How engagement rings reveal what’s happening in the economy

How engagement rings reveal what's happening in the economy

The aftershocks of the coronavirus pandemic continue to rattle the US economy, and Signet Jewelers shared a surprising finding this week: The company is selling fewer engagement rings this year because, it says, singles who were stuck at home during the lockdown are looking for their Failed to fulfill wish -Become Fiancee in 2020.

“As we predicted, there were fewer engagements in the quarter as a result of the disruption of dating from COVID three years ago,” Virginia C. Drosos, chief executive of Signet, which owns K Jewelers and Zells, told investors Thursday. Shares of Signet, the United States’ largest jewelry retailer, fell after the company cut its forecasts for sales and profit for the rest of the year.

In a way, the engagement ring has become a glorious microcosm of the American economy. The bridal jewelery business is being hit by the delayed effects of the pandemic, rising inflation which is squeezing consumers and increasing panic among shopkeepers.

Some volatility is purely due to the pandemic. Weddings were canceled during the 2020 lockdown, but resumed in late 2021 and throughout 2022, with more typical patterns expected to return in the coming years. Marriage-related activity shows some early signs of slowing in 2023, but it’s unclear whether this is the result of a 2020 dating dry spell, according to Signet, or a return to a longer shift toward later and fewer marriages. Is.

is that clear? Marriage trends are also tied to broader, and potentially longer-lasting, economic forces. Signet sales may be declining because fewer people are getting down on one knee, but also because ring buyers are becoming more cautious and spending less amid rapid inflation and a heightened sense of direction of the economy. Uncertainty is on the rise. Both the volume and value of jewelry sold by Signet declined in the last quarter.

Ms. Drosos said the company had “expected the low-double-digit decline in operations we saw this quarter,” but other factors were also at play. “Recent economic concerns resulting from low consumer confidence, low tax refunds, regional bank failures and persistent inflation led to a weak trend in spending in the jewelry industry,” he added.

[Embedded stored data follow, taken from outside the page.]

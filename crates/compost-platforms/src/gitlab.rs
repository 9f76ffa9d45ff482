//! GitLab backend.
//!
//! Merge request comments are notes. Commit comments are handled as commit
//! discussions because the plain commit comment API cannot edit or delete.
//! GitLab has no way to minimize a note, so hiding is not implemented.

use std::any::Any;
use std::cmp::Ordering;

use async_trait::async_trait;
use chrono::{DateTime, Utc};
use compost_core::{
    downcast_comment, has_tag, Comment, CompostError, HandlerRequest, PlatformHandler, Result,
};
use reqwest::header::HeaderMap;
use serde::de::DeserializeOwned;
use serde::Deserialize;
use serde_json::json;
use tracing::debug;

use crate::http::{secret_header, ApiClient};

pub const DEFAULT_SERVER_URL: &str = "https://gitlab.com";

const PAGE_SIZE: usize = 100;

/// A merge request note or a note in a commit discussion.
#[derive(Debug, Clone, PartialEq, Eq)]
pub struct GitLabNote {
    pub id: u64,
    /// Set for commit discussion notes.
    pub discussion_id: Option<String>,
    pub url: String,
    pub body: String,
    pub created_at: DateTime<Utc>,
}

impl Comment for GitLabNote {
    fn body(&self) -> &str {
        &self.body
    }

    fn reference(&self) -> &str {
        &self.url
    }

    fn is_hidden(&self) -> bool {
        false
    }

    fn recency_cmp(&self, other: &dyn Comment) -> Ordering {
        match other.as_any().downcast_ref::<GitLabNote>() {
            Some(other) => other
                .created_at
                .cmp(&self.created_at)
                .then_with(|| other.id.cmp(&self.id)),
            None => Ordering::Equal,
        }
    }

    fn as_any(&self) -> &dyn Any {
        self
    }
}

#[derive(Debug, Clone, PartialEq, Eq)]
enum GitLabTarget {
    MergeRequest(u64),
    Commit(String),
}

#[derive(Debug, Deserialize)]
struct NoteResponse {
    id: u64,
    body: String,
    created_at: DateTime<Utc>,
    #[serde(default)]
    system: bool,
}

#[derive(Debug, Deserialize)]
struct DiscussionResponse {
    id: String,
    #[serde(default)]
    notes: Vec<NoteResponse>,
}

/// Comments on a GitLab merge request or commit.
#[derive(Debug, Clone)]
pub struct GitLabHandler {
    client: ApiClient,
    server_url: String,
    api_url: String,
    project: String,
    target: GitLabTarget,
}

impl GitLabHandler {
    /// Handler for the merge request with IID `request.target_ref`.
    pub fn merge_request(request: &HandlerRequest) -> Result<Self> {
        let iid = request
            .target_ref
            .trim_start_matches('!')
            .parse::<u64>()
            .map_err(|_| {
                CompostError::InvalidInput(format!(
                    "invalid merge request IID '{}'",
                    request.target_ref
                ))
            })?;
        Self::new(request, GitLabTarget::MergeRequest(iid))
    }

    /// Handler for the commit `request.target_ref`.
    pub fn commit(request: &HandlerRequest) -> Result<Self> {
        if request.target_ref.is_empty() {
            return Err(CompostError::InvalidInput("commit SHA is empty".into()));
        }
        Self::new(request, GitLabTarget::Commit(request.target_ref.clone()))
    }

    fn new(request: &HandlerRequest, target: GitLabTarget) -> Result<Self> {
        if request.project.is_empty() {
            return Err(CompostError::InvalidInput("GitLab project is empty".into()));
        }
        let token = request
            .credentials
            .token
            .as_deref()
            .ok_or_else(|| CompostError::InvalidInput("GitLab token is required".into()))?;
        let server_url = request
            .credentials
            .endpoint
            .as_deref()
            .unwrap_or(DEFAULT_SERVER_URL)
            .trim_end_matches('/')
            .to_string();

        let mut headers = HeaderMap::new();
        headers.insert("private-token", secret_header(token)?);

        Ok(Self {
            client: ApiClient::new("gitlab", headers)?,
            api_url: format!("{server_url}/api/v4"),
            server_url,
            project: request.project.clone(),
            target,
        })
    }

    fn target_url(&self) -> String {
        let project = format!(
            "{}/projects/{}",
            self.api_url,
            urlencoding::encode(&self.project)
        );
        match &self.target {
            GitLabTarget::MergeRequest(iid) => format!("{project}/merge_requests/{iid}/notes"),
            GitLabTarget::Commit(sha) => format!("{project}/repository/commits/{sha}/discussions"),
        }
    }

    fn note_url(&self, note: &GitLabNote) -> Result<String> {
        match (&self.target, &note.discussion_id) {
            (GitLabTarget::MergeRequest(_), _) => Ok(format!("{}/{}", self.target_url(), note.id)),
            (GitLabTarget::Commit(_), Some(discussion)) => Ok(format!(
                "{}/{discussion}/notes/{}",
                self.target_url(),
                note.id
            )),
            (GitLabTarget::Commit(_), None) => Err(CompostError::InvalidInput(format!(
                "note {} has no discussion",
                note.id
            ))),
        }
    }

    fn web_url(&self, note_id: u64) -> String {
        let project = format!("{}/{}", self.server_url, self.project);
        match &self.target {
            GitLabTarget::MergeRequest(iid) => {
                format!("{project}/-/merge_requests/{iid}#note_{note_id}")
            }
            GitLabTarget::Commit(sha) => format!("{project}/-/commit/{sha}#note_{note_id}"),
        }
    }

    fn to_note(&self, note: NoteResponse, discussion_id: Option<String>) -> GitLabNote {
        GitLabNote {
            url: self.web_url(note.id),
            id: note.id,
            discussion_id,
            body: note.body,
            created_at: note.created_at,
        }
    }

    async fn list_pages<T>(&self, operation: &str) -> Result<Vec<T>>
    where
        T: DeserializeOwned,
    {
        let url = self.target_url();
        let mut page = 1_u32;
        let mut rows = Vec::new();

        loop {
            let request = self.client.http().get(&url).query(&[
                ("per_page", PAGE_SIZE.to_string()),
                ("page", page.to_string()),
            ]);
            let chunk: Vec<T> = self.client.request_json(operation, request).await?;
            let chunk_len = chunk.len();
            rows.extend(chunk);
            if chunk_len < PAGE_SIZE {
                break;
            }
            page = page.saturating_add(1);
        }

        Ok(rows)
    }

    async fn list_notes(&self) -> Result<Vec<GitLabNote>> {
        let notes = match &self.target {
            GitLabTarget::MergeRequest(_) => self
                .list_pages::<NoteResponse>("list notes")
                .await?
                .into_iter()
                .filter(|n| !n.system)
                .map(|n| self.to_note(n, None))
                .collect(),
            GitLabTarget::Commit(_) => self
                .list_pages::<DiscussionResponse>("list discussions")
                .await?
                .into_iter()
                .flat_map(|d| {
                    let discussion_id = d.id;
                    d.notes
                        .into_iter()
                        .filter(|n| !n.system)
                        .map(move |n| (n, discussion_id.clone()))
                })
                .map(|(n, discussion_id)| self.to_note(n, Some(discussion_id)))
                .collect(),
        };
        Ok(notes)
    }
}

#[async_trait]
impl PlatformHandler for GitLabHandler {
    async fn find_matching_comments(&self, tag: &str) -> Result<Vec<Box<dyn Comment>>> {
        let notes = self.list_notes().await?;
        debug!("Listed {} GitLab notes", notes.len());

        Ok(notes
            .into_iter()
            .filter(|n| has_tag(&n.body, tag))
            .map(|n| Box::new(n) as Box<dyn Comment>)
            .collect())
    }

    async fn create_comment(&self, body: &str) -> Result<Box<dyn Comment>> {
        let request = self
            .client
            .http()
            .post(self.target_url())
            .json(&json!({ "body": body }));

        let note = match &self.target {
            GitLabTarget::MergeRequest(_) => {
                let note: NoteResponse = self.client.request_json("create note", request).await?;
                self.to_note(note, None)
            }
            GitLabTarget::Commit(_) => {
                let discussion: DiscussionResponse = self
                    .client
                    .request_json("create discussion", request)
                    .await?;
                let note = discussion.notes.into_iter().next().ok_or_else(|| {
                    CompostError::Api {
                        operation: "gitlab api create discussion".to_string(),
                        status: 201,
                        message: "discussion was created without a note".to_string(),
                    }
                })?;
                self.to_note(note, Some(discussion.id))
            }
        };

        Ok(Box::new(note))
    }

    async fn update_comment(&self, comment: &dyn Comment, body: &str) -> Result<()> {
        let note = downcast_comment::<GitLabNote>(comment, "gitlab")?;
        let request = self
            .client
            .http()
            .put(self.note_url(note)?)
            .json(&json!({ "body": body }));
        self.client.request_empty("update note", request).await
    }

    async fn delete_comment(&self, comment: &dyn Comment) -> Result<()> {
        let note = downcast_comment::<GitLabNote>(comment, "gitlab")?;
        let request = self.client.http().delete(self.note_url(note)?);
        self.client.request_empty("delete note", request).await
    }

    fn check_hide_supported(&self) -> Result<()> {
        Err(CompostError::NotImplemented {
            platform: "gitlab".to_string(),
            operation: "hide comment".to_string(),
        })
    }

    async fn hide_comment(&self, _comment: &dyn Comment) -> Result<()> {
        self.check_hide_supported()
    }
}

Consumers are facing major challenges this year. Prices, as measured by the Personal Consumption Expenditure Index, have increased by about 15 percent cumulatively over the past three years. Inflation has eased in recent months, but many workers are finding that their wages are falling.

The Federal Reserve is raising interest rates to try to cool the economy and fight stubborn price increases. In addition to making it more expensive for consumers to buy on credit or take out loans, the change in rates has raised the possibility that the economy could slide into recession.

As many families see their savings dwindle and are worried about their job security, they may be less inclined to spend on big-ticket items like fancy diamond rings and bespoke wedding dresses .

Wedding dress retailer David’s Bridal suggested in a bankruptcy filing this year that some brides have become budget conscious.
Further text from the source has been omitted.